[Saved entries]
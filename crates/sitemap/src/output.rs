//! Terminal messages for the CLI.
//!
//! Everything goes to stderr so that stdout stays clean for piping.

use console::{Style, Term};
use sitemap_core::{StoreReport, StoredFile};

pub(crate) struct Output {
    term: Term,
    ok: Style,
    failure: Style,
    muted: Style,
}

impl Output {
    pub(crate) fn new() -> Self {
        Self {
            term: Term::stderr(),
            ok: Style::new().green().bold(),
            failure: Style::new().red(),
            muted: Style::new().dim(),
        }
    }

    pub(crate) fn info(&self, msg: &str) {
        self.line(msg);
    }

    pub(crate) fn error(&self, msg: &str) {
        self.line(&self.failure.apply_to(msg).to_string());
    }

    /// Summarize the files written by a `store` call, root document first.
    pub(crate) fn report(&self, report: &StoreReport) {
        let count = report.files.len();
        let noun = if count == 1 { "file" } else { "files" };
        self.line(&format!("{} {count} {noun}", self.ok.apply_to("Wrote")));

        if let Some(root) = report.root() {
            self.line(&describe(root));
        }
        for chunk in report.chunks() {
            self.line(&self.muted.apply_to(describe(chunk)).to_string());
        }
    }

    // A closed terminal only loses messages.
    fn line(&self, text: &str) {
        if let Err(e) = self.term.write_line(text) {
            tracing::debug!(error = %e, "failed to write to terminal");
        }
    }
}

fn describe(file: &StoredFile) -> String {
    format!("  {} [{}] {} items", file.path.display(), file.format, file.items)
}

PROBLEM. Every record must be transcribed precisely, down to the last character.

THE ANSWER.
filename crates/sitemap/src/output.rs
//! Terminal messages for the CLI.
//!
//! Everything goes to stderr so that stdout stays clean for piping.

use console::{Style, Term};
use sitemap_core::{StoreReport, StoredFile};

pub(crate) struct Output {
    term: Term,
    ok: Style,
    failure: Style,
    muted: Style,
}

impl Output {
    pub(crate) fn new() -> Self {
        Self {
            term: Term::stderr(),
            ok: Style::new().green().bold(),
            failure: Style::new().red(),
            muted: Style::new().dim(),
        }
    }

    pub(crate) fn info(&self, msg: &str) {
        self.line(msg);
    }

    pub(crate) fn error(&self, msg: &str) {
        self.line(&self.failure.apply_to(msg).to_string());
    }

    /// Summarize the files written by a `store` call, root document first.
    pub(crate) fn report(&self, report: &StoreReport) {
        let count = report.files.len();
        let noun = if count == 1 { "file" } else { "files" };
        self.line(&format!("{} {count} {noun}", self.ok.apply_to("Wrote")));

        if let Some(root) = report.root() {
            self.line(&describe(root));
        }
        for chunk in report.chunks() {
            self.line(&self.muted.apply_to(describe(chunk)).to_string());
        }
    }

    // A closed terminal only loses messages.
    fn line(&self, text: &str) {
        if let Err(e) = self.term.write_line(text) {
            tracing::debug!(error = %e, "failed to write to terminal");
        }
    }
}

fn describe(file: &StoredFile) -> String {
    format!("  {} [{}] {} items", file.path.display(), file.format, file.items)
}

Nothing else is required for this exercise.